--- START ---

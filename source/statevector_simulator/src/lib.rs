// Copyright (c) Microsoft Corporation.
// Licensed under the MIT License.

//! Dense statevector simulation over the H/S/CZ/CX gate set, used as the
//! ground truth when cross-checking compact state representations. Memory
//! and time are exponential in qubit count, so keep instances small.

use num_complex::Complex64;
use num_traits::Zero;
use std::f64::consts::FRAC_1_SQRT_2;

/// A qubit ID.
pub type QubitID = usize;

/// A register of qubits held as a dense amplitude vector.
///
/// Basis index bit `i` holds the value of qubit `i`, so index 3 of a
/// three-qubit register is the pattern `110` (qubits 0 and 1 set).
#[must_use]
#[derive(Clone, Debug)]
pub struct StateVector {
    num_qubits: usize,
    amplitudes: Vec<Complex64>,
}

impl StateVector {
    /// Creates a register of `num_qubits` qubits in the all-zeros state.
    ///
    /// # Panics
    /// Panics if `num_qubits` is zero or too wide for basis indexes to fit
    /// in a `usize`.
    pub fn new(num_qubits: usize) -> Self {
        assert!(num_qubits > 0, "a register needs at least one qubit");
        assert!(
            num_qubits < usize::BITS as usize,
            "basis patterns for {num_qubits} qubits do not fit in a usize"
        );
        let mut amplitudes = vec![Complex64::zero(); 1 << num_qubits];
        amplitudes[0] = Complex64::new(1.0, 0.0);
        StateVector {
            num_qubits,
            amplitudes,
        }
    }

    #[must_use]
    pub fn num_qubits(&self) -> usize {
        self.num_qubits
    }

    #[must_use]
    pub fn amplitudes(&self) -> &[Complex64] {
        &self.amplitudes
    }

    /// Applies a Hadamard to `qubit`.
    pub fn h(&mut self, qubit: QubitID) -> &mut Self {
        let mask = self.mask(qubit);
        for index in 0..self.amplitudes.len() {
            if index & mask == 0 {
                let zero = self.amplitudes[index];
                let one = self.amplitudes[index | mask];
                self.amplitudes[index] = (zero + one) * FRAC_1_SQRT_2;
                self.amplitudes[index | mask] = (zero - one) * FRAC_1_SQRT_2;
            }
        }
        self
    }

    /// Applies the phase gate S, `diag(1, i)`, to `qubit`.
    pub fn s(&mut self, qubit: QubitID) -> &mut Self {
        let mask = self.mask(qubit);
        for (index, amplitude) in self.amplitudes.iter_mut().enumerate() {
            if index & mask != 0 {
                *amplitude *= Complex64::new(0.0, 1.0);
            }
        }
        self
    }

    /// Applies a controlled-Z between `a` and `b`.
    ///
    /// # Panics
    /// Panics if `a == b`.
    pub fn cz(&mut self, a: QubitID, b: QubitID) -> &mut Self {
        assert!(a != b, "cz needs two distinct qubits");
        let mask = self.mask(a) | self.mask(b);
        for (index, amplitude) in self.amplitudes.iter_mut().enumerate() {
            if index & mask == mask {
                *amplitude = -*amplitude;
            }
        }
        self
    }

    /// Applies a controlled-X with the given `control` and `target`.
    ///
    /// # Panics
    /// Panics if `control == target`.
    pub fn cx(&mut self, control: QubitID, target: QubitID) -> &mut Self {
        assert!(control != target, "cx needs distinct control and target");
        let control_mask = self.mask(control);
        let target_mask = self.mask(target);
        for index in 0..self.amplitudes.len() {
            if index & control_mask != 0 && index & target_mask == 0 {
                self.amplitudes.swap(index, index | target_mask);
            }
        }
        self
    }

    /// Euclidean norm of the register; 1 for any gate-reachable state.
    #[must_use]
    pub fn norm(&self) -> f64 {
        self.amplitudes
            .iter()
            .map(Complex64::norm_sqr)
            .sum::<f64>()
            .sqrt()
    }

    /// Magnitude of the inner product with `other`, given as amplitudes in
    /// the same bit order. 1 means equal up to a global phase.
    ///
    /// # Panics
    /// Panics if `other` has a different dimension.
    #[must_use]
    pub fn overlap(&self, other: &[Complex64]) -> f64 {
        assert_eq!(self.amplitudes.len(), other.len(), "dimension mismatch");
        self.amplitudes
            .iter()
            .zip(other)
            .map(|(own, their)| own.conj() * their)
            .sum::<Complex64>()
            .norm()
    }

    fn mask(&self, qubit: QubitID) -> usize {
        assert!(qubit < self.num_qubits, "qubit {qubit} out of range");
        1 << qubit
    }
}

--- END ---

_Directions_
Output the material above in full. Change nothing.

_Written answer_
filename source/statevector_simulator/src/lib.rs
// Copyright (c) Microsoft Corporation.
// Licensed under the MIT License.

//! Dense statevector simulation over the H/S/CZ/CX gate set, used as the
//! ground truth when cross-checking compact state representations. Memory
//! and time are exponential in qubit count, so keep instances small.

use num_complex::Complex64;
use num_traits::Zero;
use std::f64::consts::FRAC_1_SQRT_2;

/// A qubit ID.
pub type QubitID = usize;

/// A register of qubits held as a dense amplitude vector.
///
/// Basis index bit `i` holds the value of qubit `i`, so index 3 of a
/// three-qubit register is the pattern `110` (qubits 0 and 1 set).
#[must_use]
#[derive(Clone, Debug)]
pub struct StateVector {
    num_qubits: usize,
    amplitudes: Vec<Complex64>,
}

impl StateVector {
    /// Creates a register of `num_qubits` qubits in the all-zeros state.
    ///
    /// # Panics
    /// Panics if `num_qubits` is zero or too wide for basis indexes to fit
    /// in a `usize`.
    pub fn new(num_qubits: usize) -> Self {
        assert!(num_qubits > 0, "a register needs at least one qubit");
        assert!(
            num_qubits < usize::BITS as usize,
            "basis patterns for {num_qubits} qubits do not fit in a usize"
        );
        let mut amplitudes = vec![Complex64::zero(); 1 << num_qubits];
        amplitudes[0] = Complex64::new(1.0, 0.0);
        StateVector {
            num_qubits,
            amplitudes,
        }
    }

    #[must_use]
    pub fn num_qubits(&self) -> usize {
        self.num_qubits
    }

    #[must_use]
    pub fn amplitudes(&self) -> &[Complex64] {
        &self.amplitudes
    }

    /// Applies a Hadamard to `qubit`.
    pub fn h(&mut self, qubit: QubitID) -> &mut Self {
        let mask = self.mask(qubit);
        for index in 0..self.amplitudes.len() {
            if index & mask == 0 {
                let zero = self.amplitudes[index];
                let one = self.amplitudes[index | mask];
                self.amplitudes[index] = (zero + one) * FRAC_1_SQRT_2;
                self.amplitudes[index | mask] = (zero - one) * FRAC_1_SQRT_2;
            }
        }
        self
    }

    /// Applies the phase gate S, `diag(1, i)`, to `qubit`.
    pub fn s(&mut self, qubit: QubitID) -> &mut Self {
        let mask = self.mask(qubit);
        for (index, amplitude) in self.amplitudes.iter_mut().enumerate() {
            if index & mask != 0 {
                *amplitude *= Complex64::new(0.0, 1.0);
            }
        }
        self
    }

    /// Applies a controlled-Z between `a` and `b`.
    ///
    /// # Panics
    /// Panics if `a == b`.
    pub fn cz(&mut self, a: QubitID, b: QubitID) -> &mut Self {
        assert!(a != b, "cz needs two distinct qubits");
        let mask = self.mask(a) | self.mask(b);
        for (index, amplitude) in self.amplitudes.iter_mut().enumerate() {
            if index & mask == mask {
                *amplitude = -*amplitude;
            }
        }
        self
    }

    /// Applies a controlled-X with the given `control` and `target`.
    ///
    /// # Panics
    /// Panics if `control == target`.
    pub fn cx(&mut self, control: QubitID, target: QubitID) -> &mut Self {
        assert!(control != target, "cx needs distinct control and target");
        let control_mask = self.mask(control);
        let target_mask = self.mask(target);
        for index in 0..self.amplitudes.len() {
            if index & control_mask != 0 && index & target_mask == 0 {
                self.amplitudes.swap(index, index | target_mask);
            }
        }
        self
    }

    /// Euclidean norm of the register; 1 for any gate-reachable state.
    #[must_use]
    pub fn norm(&self) -> f64 {
        self.amplitudes
            .iter()
            .map(Complex64::norm_sqr)
            .sum::<f64>()
            .sqrt()
    }

    /// Magnitude of the inner product with `other`, given as amplitudes in
    /// the same bit order. 1 means equal up to a global phase.
    ///
    /// # Panics
    /// Panics if `other` has a different dimension.
    #[must_use]
    pub fn overlap(&self, other: &[Complex64]) -> f64 {
        assert_eq!(self.amplitudes.len(), other.len(), "dimension mismatch");
        self.amplitudes
            .iter()
            .zip(other)
            .map(|(own, their)| own.conj() * their)
            .sum::<Complex64>()
            .norm()
    }

    fn mask(&self, qubit: QubitID) -> usize {
        assert!(qubit < self.num_qubits, "qubit {qubit} out of range");
        1 << qubit
    }
}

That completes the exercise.